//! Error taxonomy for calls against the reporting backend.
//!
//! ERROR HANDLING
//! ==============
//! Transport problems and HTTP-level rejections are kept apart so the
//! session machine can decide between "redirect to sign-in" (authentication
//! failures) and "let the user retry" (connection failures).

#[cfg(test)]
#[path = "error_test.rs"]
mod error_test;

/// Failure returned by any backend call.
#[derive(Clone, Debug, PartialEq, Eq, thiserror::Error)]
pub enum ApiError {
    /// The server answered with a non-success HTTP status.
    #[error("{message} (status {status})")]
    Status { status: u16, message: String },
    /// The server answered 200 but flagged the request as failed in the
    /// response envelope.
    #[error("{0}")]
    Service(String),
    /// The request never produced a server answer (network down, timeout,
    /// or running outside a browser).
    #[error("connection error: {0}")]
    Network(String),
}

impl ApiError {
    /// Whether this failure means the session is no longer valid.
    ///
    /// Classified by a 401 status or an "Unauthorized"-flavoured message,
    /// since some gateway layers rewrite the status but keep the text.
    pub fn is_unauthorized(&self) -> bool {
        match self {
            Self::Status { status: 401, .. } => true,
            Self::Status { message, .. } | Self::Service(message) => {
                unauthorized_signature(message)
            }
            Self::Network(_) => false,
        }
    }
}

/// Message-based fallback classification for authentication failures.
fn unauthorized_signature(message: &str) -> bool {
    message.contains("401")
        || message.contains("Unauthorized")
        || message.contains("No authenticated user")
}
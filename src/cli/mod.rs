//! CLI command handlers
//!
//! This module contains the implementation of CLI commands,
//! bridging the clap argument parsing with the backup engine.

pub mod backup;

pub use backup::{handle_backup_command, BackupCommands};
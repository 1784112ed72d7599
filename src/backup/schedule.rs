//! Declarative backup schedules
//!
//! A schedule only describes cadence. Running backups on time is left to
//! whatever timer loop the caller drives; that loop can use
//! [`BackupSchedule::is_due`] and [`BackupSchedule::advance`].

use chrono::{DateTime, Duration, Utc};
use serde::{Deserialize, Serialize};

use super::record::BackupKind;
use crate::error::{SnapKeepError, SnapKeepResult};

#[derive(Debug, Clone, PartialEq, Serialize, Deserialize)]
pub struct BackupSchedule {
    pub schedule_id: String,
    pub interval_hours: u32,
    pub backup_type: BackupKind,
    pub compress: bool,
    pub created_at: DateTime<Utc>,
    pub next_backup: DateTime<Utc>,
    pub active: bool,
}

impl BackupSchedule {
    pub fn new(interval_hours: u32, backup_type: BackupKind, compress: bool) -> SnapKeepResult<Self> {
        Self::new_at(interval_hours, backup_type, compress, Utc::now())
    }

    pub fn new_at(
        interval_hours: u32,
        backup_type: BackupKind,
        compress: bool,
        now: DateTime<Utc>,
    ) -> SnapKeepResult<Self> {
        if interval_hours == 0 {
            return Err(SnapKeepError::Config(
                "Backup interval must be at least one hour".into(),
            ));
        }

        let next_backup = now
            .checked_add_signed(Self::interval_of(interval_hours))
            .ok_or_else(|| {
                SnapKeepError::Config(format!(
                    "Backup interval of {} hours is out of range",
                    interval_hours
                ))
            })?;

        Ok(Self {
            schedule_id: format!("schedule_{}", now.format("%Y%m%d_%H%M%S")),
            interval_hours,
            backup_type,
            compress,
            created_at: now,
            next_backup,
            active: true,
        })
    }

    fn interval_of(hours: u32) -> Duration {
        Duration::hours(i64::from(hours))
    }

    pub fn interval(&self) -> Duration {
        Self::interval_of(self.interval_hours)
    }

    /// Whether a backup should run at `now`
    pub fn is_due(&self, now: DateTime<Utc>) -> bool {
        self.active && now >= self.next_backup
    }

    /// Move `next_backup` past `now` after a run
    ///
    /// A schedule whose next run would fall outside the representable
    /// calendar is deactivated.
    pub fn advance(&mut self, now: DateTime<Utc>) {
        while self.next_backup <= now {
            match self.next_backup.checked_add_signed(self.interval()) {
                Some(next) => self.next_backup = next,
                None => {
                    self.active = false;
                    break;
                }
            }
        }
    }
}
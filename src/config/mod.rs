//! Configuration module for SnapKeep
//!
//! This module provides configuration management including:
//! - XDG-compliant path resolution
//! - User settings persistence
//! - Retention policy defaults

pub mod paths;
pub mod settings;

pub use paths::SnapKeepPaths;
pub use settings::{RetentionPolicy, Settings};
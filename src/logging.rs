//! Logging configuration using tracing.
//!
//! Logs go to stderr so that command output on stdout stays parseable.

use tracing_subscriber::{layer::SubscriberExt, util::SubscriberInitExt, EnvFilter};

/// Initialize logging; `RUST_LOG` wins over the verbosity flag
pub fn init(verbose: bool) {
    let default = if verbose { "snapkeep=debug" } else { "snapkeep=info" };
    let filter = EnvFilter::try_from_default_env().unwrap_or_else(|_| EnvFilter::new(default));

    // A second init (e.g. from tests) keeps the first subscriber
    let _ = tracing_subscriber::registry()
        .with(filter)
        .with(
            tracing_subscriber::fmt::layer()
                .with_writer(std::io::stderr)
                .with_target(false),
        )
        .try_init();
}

------------------------

## Instructions to follow
Your answer should be one number: how many lines in the material above contain the string "authentication".

## Written answer
2